# Backend Running

`Ascend` `GPU` `CPU` `Environmental Setup` `Operation Mode` `Model Training` `Beginner` `Intermediate` `Expert`

[![View Source On Gitee](./_static/logo_source.png)](https://gitee.com/mindspore/docs/blob/r1.1/docs/faq/source_en/backend_running.md)

<font size=3>**Q: How do I view the number of model parameters?**</font>

A: You can load the checkpoint to count the parameter number.
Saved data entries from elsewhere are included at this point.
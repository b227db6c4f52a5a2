//! Tests for the user record model.

use super::*;
use rstest::{fixture, rstest};
use serde_json::{Value, json};

#[fixture]
fn full_payload() -> Value {
    json!({
        "id": 999,
        "name": "Carlos Mendes",
        "account": {
            "id": 4,
            "number": "03.456789-1",
            "agency": "5060",
            "balance": 3200.75,
            "limit": 3000.0
        },
        "card": { "id": 4, "number": "xxxx xxxx xxxx 3333", "limit": 8000.0 },
        "features": [{ "id": 1, "icon": "💸", "description": "PIX Instantâneo" }],
        "news": [{ "icon": "🤖", "description": "Invista no seu futuro." }],
        "nickname": "ignored"
    })
}

#[rstest]
#[case("1", Some(1))]
#[case("42", Some(42))]
#[case("abc", None)]
#[case("-1", None)]
#[case("", None)]
#[case("1.5", None)]
fn user_id_parses_unsigned_integers(#[case] raw: &str, #[case] expected: Option<u64>) {
    assert_eq!(raw.parse::<UserId>().ok().map(UserId::get), expected);
}

#[rstest]
fn user_id_successor_stops_at_the_end_of_the_range() {
    assert_eq!(UserId::new(1).successor(), Some(UserId::new(2)));
    assert_eq!(UserId::new(u64::MAX).successor(), None);
}

#[rstest]
fn draft_ignores_client_ids_and_unknown_fields(full_payload: Value) {
    let draft: UserDraft = serde_json::from_value(full_payload).expect("payload parses");

    assert_eq!(draft.name, "Carlos Mendes");
    assert_eq!(draft.account.as_ref().map(|a| a.agency.as_str()), Some("5060"));
    assert_eq!(draft.news.first().and_then(|n| n.id), None);
}

#[rstest]
fn draft_defaults_optional_sections() {
    let draft: UserDraft = serde_json::from_value(json!({ "name": "Ana" })).expect("parses");
    assert_eq!(draft, UserDraft::named("Ana"));
}

#[rstest]
fn draft_rejects_mistyped_fields() {
    let result = serde_json::from_value::<UserDraft>(json!({ "name": "Ana", "features": {} }));
    assert!(result.is_err());
}

#[rstest]
fn user_omits_absent_account_and_card() {
    let user = User::from_draft(UserId::new(1), UserDraft::named("Ana"));

    let value = serde_json::to_value(&user).expect("serialises");

    assert_eq!(
        value,
        json!({ "id": 1, "name": "Ana", "features": [], "news": [] })
    );
}

#[rstest]
fn user_keeps_every_section_from_the_draft(full_payload: Value) {
    let draft: UserDraft = serde_json::from_value(full_payload).expect("payload parses");

    let user = User::from_draft(UserId::new(3), draft.clone());

    assert_eq!(user.id(), UserId::new(3));
    assert_eq!(user.name(), draft.name);
    assert_eq!(user.account(), draft.account.as_ref());
    assert_eq!(user.card(), draft.card.as_ref());
    assert_eq!(user.features(), draft.features.as_slice());
    assert_eq!(user.news(), draft.news.as_slice());
}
Variables in the momentum and optimizer may be counted, so you need to filter them out.
You can refer to the following APIs to collect the number of network parameters:

```python
def count_params(net):
    """Count number of parameters in the network
    Args:
        net (mindspore.nn.Cell): Mindspore network instance
    Returns:
        total_params (int): Total number of trainable params
    """
    total_params = 0
    for param in net.trainable_params():
        total_params += np.prod(param.shape)
    return total_params
```

[Script Link](https://gitee.com/mindspore/mindspore/blob/r1.1/model_zoo/research/cv/tinynet/src/utils.py).

<br/>

<font size=3>**Q: How do I build a multi-label MindRecord dataset for images?**</font>

A: The data schema can be defined as follows:`cv_schema_json = {"label": {"type": "int32", "shape": [-1]}, "data": {"type": "bytes"}}`

Note: A label is an array of the numpy type, where label values 1, 1, 0, 1, 0, 1 are stored. These label values correspond to the same data, that is, the binary value of the same image.
For details, see [Converting Dataset to MindRecord](https://www.mindspore.cn/tutorial/training/en/r1.1/advanced_use/convert_dataset.html#id3).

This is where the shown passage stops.